## Exercise
Check every line of the data below for the string "FilterLog", and copy the ones that hold it.

## Provided records

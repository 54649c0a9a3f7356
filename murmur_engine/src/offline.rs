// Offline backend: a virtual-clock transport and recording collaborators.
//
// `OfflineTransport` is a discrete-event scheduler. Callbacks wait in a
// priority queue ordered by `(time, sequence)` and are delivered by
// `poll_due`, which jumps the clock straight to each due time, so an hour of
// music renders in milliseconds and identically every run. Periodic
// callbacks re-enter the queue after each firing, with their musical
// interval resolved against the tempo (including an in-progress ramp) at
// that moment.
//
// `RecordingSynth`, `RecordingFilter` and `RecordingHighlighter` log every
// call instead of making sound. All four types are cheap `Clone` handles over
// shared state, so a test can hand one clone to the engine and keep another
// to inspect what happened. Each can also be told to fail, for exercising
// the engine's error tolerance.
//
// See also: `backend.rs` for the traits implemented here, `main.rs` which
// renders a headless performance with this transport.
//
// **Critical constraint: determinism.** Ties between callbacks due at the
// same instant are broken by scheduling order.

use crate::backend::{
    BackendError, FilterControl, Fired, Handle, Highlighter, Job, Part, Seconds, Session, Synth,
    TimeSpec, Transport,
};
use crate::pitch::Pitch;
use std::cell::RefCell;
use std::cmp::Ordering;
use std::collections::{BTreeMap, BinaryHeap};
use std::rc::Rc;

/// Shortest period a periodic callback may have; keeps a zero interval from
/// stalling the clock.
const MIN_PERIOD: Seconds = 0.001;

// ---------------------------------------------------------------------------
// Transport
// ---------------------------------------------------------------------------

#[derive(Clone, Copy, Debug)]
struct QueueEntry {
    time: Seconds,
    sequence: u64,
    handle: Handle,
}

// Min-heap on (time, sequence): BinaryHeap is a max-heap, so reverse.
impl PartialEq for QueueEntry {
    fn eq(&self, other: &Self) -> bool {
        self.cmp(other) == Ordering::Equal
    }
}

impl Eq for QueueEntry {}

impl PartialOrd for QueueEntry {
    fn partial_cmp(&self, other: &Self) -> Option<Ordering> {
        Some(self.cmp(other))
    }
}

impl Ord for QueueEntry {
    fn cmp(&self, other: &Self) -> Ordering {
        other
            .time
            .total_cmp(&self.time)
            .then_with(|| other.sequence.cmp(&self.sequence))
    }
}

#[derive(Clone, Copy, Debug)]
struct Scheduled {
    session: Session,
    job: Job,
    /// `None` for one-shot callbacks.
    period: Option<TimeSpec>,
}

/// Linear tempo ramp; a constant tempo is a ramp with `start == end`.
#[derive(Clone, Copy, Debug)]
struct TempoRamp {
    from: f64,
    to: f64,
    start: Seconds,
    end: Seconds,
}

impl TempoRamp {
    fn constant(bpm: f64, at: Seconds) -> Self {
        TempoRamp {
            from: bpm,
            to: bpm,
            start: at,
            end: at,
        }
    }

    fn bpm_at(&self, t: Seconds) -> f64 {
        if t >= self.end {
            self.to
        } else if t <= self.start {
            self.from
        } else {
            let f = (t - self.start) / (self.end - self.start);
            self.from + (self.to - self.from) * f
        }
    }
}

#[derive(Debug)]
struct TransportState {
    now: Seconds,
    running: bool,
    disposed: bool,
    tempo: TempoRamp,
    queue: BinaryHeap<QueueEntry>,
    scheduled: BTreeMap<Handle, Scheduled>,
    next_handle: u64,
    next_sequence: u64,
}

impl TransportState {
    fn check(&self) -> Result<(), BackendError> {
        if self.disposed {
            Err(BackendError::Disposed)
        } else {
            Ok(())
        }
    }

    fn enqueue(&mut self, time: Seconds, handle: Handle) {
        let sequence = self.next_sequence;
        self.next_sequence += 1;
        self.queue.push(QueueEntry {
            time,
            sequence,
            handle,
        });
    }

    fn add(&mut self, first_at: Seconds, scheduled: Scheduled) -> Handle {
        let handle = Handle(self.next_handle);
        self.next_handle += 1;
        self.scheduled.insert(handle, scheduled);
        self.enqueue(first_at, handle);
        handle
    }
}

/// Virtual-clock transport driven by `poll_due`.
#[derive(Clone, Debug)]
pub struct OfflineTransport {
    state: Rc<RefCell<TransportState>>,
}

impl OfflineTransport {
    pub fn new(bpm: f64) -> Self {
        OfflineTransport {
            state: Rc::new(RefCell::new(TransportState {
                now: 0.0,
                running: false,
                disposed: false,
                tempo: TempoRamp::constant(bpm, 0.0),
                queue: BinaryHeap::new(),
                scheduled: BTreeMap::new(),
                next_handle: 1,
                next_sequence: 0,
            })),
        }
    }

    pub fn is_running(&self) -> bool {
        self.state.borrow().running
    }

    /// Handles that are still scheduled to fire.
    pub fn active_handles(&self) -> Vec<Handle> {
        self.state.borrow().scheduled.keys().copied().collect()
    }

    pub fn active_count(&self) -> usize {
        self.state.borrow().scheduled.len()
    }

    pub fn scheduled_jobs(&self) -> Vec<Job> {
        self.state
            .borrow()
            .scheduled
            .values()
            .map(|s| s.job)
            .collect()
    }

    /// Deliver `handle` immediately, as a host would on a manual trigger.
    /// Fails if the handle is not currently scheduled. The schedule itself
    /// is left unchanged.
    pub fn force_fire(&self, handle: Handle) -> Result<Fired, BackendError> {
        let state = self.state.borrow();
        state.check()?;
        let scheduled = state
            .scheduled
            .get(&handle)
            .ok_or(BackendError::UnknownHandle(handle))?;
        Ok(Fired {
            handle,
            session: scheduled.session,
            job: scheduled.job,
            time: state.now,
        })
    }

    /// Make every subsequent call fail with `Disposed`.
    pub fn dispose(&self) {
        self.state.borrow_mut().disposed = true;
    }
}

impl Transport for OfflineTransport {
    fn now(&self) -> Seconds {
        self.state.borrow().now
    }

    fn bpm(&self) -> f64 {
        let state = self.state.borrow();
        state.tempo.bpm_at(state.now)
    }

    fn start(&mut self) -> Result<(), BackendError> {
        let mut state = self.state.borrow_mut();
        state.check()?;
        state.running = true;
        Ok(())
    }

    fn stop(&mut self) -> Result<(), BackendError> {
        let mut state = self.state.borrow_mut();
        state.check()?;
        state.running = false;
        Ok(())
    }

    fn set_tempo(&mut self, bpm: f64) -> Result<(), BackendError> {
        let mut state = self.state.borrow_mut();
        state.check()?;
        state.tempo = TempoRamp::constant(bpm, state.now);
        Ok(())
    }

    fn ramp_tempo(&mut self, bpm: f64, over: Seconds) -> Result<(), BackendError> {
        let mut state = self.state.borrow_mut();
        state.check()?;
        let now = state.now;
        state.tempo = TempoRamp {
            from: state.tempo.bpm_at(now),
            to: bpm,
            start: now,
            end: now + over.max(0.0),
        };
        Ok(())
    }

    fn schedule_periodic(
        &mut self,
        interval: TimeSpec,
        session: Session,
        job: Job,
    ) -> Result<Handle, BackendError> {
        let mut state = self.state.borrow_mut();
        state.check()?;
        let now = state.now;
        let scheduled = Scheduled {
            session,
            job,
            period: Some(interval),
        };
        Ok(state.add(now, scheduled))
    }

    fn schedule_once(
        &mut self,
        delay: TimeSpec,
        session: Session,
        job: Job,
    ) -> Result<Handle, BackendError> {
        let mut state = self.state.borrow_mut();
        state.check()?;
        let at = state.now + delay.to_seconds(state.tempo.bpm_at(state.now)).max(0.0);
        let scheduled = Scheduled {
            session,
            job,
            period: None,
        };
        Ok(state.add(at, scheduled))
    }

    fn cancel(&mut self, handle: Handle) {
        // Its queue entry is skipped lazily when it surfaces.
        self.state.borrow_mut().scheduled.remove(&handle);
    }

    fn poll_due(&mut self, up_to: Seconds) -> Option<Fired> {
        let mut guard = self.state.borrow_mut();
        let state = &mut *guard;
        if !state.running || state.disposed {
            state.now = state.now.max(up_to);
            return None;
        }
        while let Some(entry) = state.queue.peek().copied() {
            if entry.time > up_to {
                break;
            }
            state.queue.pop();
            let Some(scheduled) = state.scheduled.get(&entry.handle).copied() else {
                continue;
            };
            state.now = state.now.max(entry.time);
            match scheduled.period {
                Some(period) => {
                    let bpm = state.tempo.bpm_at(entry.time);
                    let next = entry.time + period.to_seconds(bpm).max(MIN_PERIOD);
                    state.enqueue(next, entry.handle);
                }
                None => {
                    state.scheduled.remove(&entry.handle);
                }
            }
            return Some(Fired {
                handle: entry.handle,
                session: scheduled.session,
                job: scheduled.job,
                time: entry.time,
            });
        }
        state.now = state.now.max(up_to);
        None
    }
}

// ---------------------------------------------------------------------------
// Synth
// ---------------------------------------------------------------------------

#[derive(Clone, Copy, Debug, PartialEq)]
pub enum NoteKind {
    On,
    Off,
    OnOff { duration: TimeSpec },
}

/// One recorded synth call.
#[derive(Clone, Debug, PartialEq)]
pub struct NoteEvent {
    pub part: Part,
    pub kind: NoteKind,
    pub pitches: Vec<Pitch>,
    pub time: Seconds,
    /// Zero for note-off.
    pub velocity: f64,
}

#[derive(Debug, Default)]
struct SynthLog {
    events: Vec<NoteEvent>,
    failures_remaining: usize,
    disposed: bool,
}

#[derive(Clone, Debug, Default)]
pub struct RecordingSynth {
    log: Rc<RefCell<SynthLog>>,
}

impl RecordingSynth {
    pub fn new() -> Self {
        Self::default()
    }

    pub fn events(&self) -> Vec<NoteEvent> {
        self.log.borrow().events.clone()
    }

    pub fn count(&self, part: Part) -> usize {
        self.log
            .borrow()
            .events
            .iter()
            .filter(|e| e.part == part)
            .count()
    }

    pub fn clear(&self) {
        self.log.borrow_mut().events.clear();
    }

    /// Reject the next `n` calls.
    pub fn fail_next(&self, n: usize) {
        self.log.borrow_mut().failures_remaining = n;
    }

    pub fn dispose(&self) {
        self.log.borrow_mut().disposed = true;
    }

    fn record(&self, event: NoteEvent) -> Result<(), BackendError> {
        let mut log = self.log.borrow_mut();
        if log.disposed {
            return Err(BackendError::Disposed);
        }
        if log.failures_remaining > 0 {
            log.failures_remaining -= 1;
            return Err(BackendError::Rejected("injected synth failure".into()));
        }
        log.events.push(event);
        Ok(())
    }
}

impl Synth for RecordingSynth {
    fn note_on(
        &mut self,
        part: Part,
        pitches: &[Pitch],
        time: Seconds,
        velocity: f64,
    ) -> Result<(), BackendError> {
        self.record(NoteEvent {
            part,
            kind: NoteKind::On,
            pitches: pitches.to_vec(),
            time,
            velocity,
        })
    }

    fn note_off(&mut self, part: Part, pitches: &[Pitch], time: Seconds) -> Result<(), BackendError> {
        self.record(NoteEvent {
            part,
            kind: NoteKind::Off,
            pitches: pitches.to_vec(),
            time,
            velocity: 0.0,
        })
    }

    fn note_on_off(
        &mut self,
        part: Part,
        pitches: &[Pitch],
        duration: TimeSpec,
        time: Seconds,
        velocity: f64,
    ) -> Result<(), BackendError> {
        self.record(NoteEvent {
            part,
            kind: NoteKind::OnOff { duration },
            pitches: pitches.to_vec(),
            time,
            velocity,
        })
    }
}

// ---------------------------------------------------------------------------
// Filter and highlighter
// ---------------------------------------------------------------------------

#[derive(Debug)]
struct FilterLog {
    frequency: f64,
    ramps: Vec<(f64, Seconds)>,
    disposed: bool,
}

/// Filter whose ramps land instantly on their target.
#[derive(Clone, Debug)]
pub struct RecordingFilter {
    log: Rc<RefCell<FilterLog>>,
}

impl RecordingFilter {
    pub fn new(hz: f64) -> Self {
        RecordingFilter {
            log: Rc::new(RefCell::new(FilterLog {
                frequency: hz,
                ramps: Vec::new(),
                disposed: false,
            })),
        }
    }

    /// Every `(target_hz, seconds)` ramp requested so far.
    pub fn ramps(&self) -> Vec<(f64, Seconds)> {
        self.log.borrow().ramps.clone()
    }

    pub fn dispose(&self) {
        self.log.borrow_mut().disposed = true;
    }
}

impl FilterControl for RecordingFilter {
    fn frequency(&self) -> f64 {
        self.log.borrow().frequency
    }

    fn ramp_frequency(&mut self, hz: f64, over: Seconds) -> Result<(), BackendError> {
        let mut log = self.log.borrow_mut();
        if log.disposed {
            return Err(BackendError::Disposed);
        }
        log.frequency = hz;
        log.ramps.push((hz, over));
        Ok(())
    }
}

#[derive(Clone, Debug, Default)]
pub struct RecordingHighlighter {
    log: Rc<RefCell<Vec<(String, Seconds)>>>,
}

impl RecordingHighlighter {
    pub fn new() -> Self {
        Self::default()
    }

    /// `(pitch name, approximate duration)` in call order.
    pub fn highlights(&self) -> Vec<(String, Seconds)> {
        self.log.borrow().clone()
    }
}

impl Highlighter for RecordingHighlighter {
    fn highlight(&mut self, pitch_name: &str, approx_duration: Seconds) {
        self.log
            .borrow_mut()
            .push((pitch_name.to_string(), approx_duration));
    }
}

...

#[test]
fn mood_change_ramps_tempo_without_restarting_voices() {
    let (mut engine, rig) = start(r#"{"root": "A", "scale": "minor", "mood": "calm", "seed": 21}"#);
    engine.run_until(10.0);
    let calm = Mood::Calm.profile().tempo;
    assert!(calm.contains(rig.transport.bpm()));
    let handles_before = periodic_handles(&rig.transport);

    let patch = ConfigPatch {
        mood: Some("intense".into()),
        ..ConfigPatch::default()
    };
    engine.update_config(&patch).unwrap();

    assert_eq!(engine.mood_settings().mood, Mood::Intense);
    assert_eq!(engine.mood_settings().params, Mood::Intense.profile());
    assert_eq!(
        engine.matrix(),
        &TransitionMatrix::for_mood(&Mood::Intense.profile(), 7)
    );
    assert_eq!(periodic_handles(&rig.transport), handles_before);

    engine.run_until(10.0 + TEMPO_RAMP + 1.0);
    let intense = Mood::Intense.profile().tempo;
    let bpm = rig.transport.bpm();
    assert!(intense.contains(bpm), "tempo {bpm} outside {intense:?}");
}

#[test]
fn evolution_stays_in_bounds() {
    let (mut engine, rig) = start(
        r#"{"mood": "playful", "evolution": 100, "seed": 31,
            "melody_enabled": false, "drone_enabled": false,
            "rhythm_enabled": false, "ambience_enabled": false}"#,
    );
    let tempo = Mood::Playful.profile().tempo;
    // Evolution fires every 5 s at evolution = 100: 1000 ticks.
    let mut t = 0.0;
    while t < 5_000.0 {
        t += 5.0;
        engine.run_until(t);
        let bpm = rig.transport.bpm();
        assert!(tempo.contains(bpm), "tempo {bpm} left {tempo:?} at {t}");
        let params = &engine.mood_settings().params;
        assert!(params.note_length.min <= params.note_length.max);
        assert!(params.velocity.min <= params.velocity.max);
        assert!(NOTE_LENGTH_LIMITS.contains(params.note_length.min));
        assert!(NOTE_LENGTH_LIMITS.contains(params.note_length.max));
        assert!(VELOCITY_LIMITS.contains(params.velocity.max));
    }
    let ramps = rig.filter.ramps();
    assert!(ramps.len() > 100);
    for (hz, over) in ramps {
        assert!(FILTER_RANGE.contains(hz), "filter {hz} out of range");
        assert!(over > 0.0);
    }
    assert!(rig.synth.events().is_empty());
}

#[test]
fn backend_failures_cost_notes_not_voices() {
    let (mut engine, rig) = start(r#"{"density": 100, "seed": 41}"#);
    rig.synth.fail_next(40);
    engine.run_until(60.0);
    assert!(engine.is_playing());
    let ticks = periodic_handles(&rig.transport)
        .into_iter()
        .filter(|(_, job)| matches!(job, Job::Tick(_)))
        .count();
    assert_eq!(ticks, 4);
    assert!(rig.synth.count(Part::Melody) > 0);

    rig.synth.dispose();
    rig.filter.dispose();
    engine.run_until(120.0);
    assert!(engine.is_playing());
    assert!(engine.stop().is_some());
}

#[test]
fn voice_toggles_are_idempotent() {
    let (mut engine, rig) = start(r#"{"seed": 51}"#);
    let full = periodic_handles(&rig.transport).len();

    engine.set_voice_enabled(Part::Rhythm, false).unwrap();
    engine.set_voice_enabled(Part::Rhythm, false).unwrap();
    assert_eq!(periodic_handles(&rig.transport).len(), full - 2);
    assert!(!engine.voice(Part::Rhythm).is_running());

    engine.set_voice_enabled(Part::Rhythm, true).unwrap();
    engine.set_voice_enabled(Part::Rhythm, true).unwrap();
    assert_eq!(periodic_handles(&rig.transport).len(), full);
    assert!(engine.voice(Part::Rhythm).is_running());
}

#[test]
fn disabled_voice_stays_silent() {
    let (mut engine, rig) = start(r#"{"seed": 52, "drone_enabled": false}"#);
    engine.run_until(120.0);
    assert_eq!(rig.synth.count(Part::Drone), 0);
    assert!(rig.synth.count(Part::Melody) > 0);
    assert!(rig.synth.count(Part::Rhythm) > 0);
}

## Task output
struct FilterLog {
    log: Rc<RefCell<FilterLog>>,
            log: Rc::new(RefCell::new(FilterLog {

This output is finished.